No país, o câncer do colo do útero matou quase 20 mulheres por dia em 2025, com 7.249 óbitos no ano, segundo dados preliminares do Ministério da Saúde. Para o triênio 2026-2028, o Inca (Instituto Nacional de Câncer) estima 19.310 casos novos por ano, número superior ao triênio anterior (2023–2025), quando a estimativa era de 17.000.
“A gente está num platô”, diz Eduardo Cândido, ginecologista e presidente da Comissão Nacional Especializada em Ginecologia Oncológica da Febrasgo (Federação Brasileira das Associações de Ginecologia e Obstetrícia). “Não conseguimos diminuir a incidência.”
Para especialistas ouvidos pela Folha, o problema central está no diagnóstico tardio por falha no rastreamento. Pesquisa do grupo da UFMG (Universidade Federal de Minas Gerais) e publicada em 2022 no International Journal of Gynecological Cancer mostrou que cerca de dois terços dos cânceres ginecológicos no Brasil são diagnosticados em estágios avançados.

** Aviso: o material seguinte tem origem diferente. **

use sea_orm_migration::{prelude::*, schema::*};

#[derive(DeriveMigrationName)]
pub struct Migration;

#[async_trait::async_trait]
impl MigrationTrait for Migration {
    async fn up(&self, manager: &SchemaManager) -> Result<(), DbErr> {
        manager
            .create_table(
                Table::create()
                    .table(Posts::Table)
                    .if_not_exists()
                    .col(pk_auto(Posts::Id))
                    .col(string(Posts::Title))
                    .col(text(Posts::Content))
                    .col(string(Posts::Category))
                    .col(json_binary(Posts::Tags))
                    .col(timestamp_with_time_zone(Posts::CreatedAt))
                    .col(timestamp_with_time_zone(Posts::UpdatedAt))
                    .to_owned(),
            )
            .await
    }

    async fn down(&self, manager: &SchemaManager) -> Result<(), DbErr> {
        manager
            .drop_table(Table::drop().table(Posts::Table).to_owned())
            .await
    }
}

#[derive(DeriveIden)]
enum Posts {
    Table,
    Id,
    Title,
    Content,
    Category,
    Tags,
    CreatedAt,
    UpdatedAt,
}
use std::time::Duration;

#[cfg(feature = "postgres")]
use sea_orm::{ConnectOptions, Database, DbConn, DbErr};

/// Configuration for the post store database.
#[derive(Debug, Clone)]
pub struct DatabaseConfig {
    pub url: String,
    pub max_connections: u32,
    pub min_connections: u32,
}

/// Connection manager for the post store.
#[cfg(feature = "postgres")]
pub struct DatabaseConnections {
    /// Primary database - all post operations go through this pool.
    pub main: DbConn,
}

#[cfg(not(feature = "postgres"))]
pub struct DatabaseConnections;

#[cfg(feature = "postgres")]
impl DatabaseConnections {
    /// Initialize the database connection pool from configuration.
    pub async fn init(config: &DatabaseConfig) -> Result<Self, DbErr> {
        tracing::info!("Initializing database connection...");

        let opts = ConnectOptions::new(&config.url)
            .max_connections(config.max_connections)
            .min_connections(config.min_connections)
            .connect_timeout(Duration::from_secs(10))
            .idle_timeout(Duration::from_secs(300))
            .sqlx_logging(true)
            .to_owned();

        let main = Database::connect(opts).await?;
        tracing::info!("Database connected (pool: {})", config.max_connections);

        Ok(Self { main })
    }
}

Doença não atinge o país de forma uniforme
Segundo a estimativa do Inca para o triênio 2026-2028, nas regiões Norte e Nordeste, o câncer do colo do útero ocupa a segunda posição entre os tipos mais incidentes em mulheres, atrás apenas do câncer de mama. A taxa de incidência no Norte é de 22,79 casos por 100 mil mulheres, quase o dobro do Sudeste, de 14,06. No Amazonas, chega a 28,57, a mais alta do país.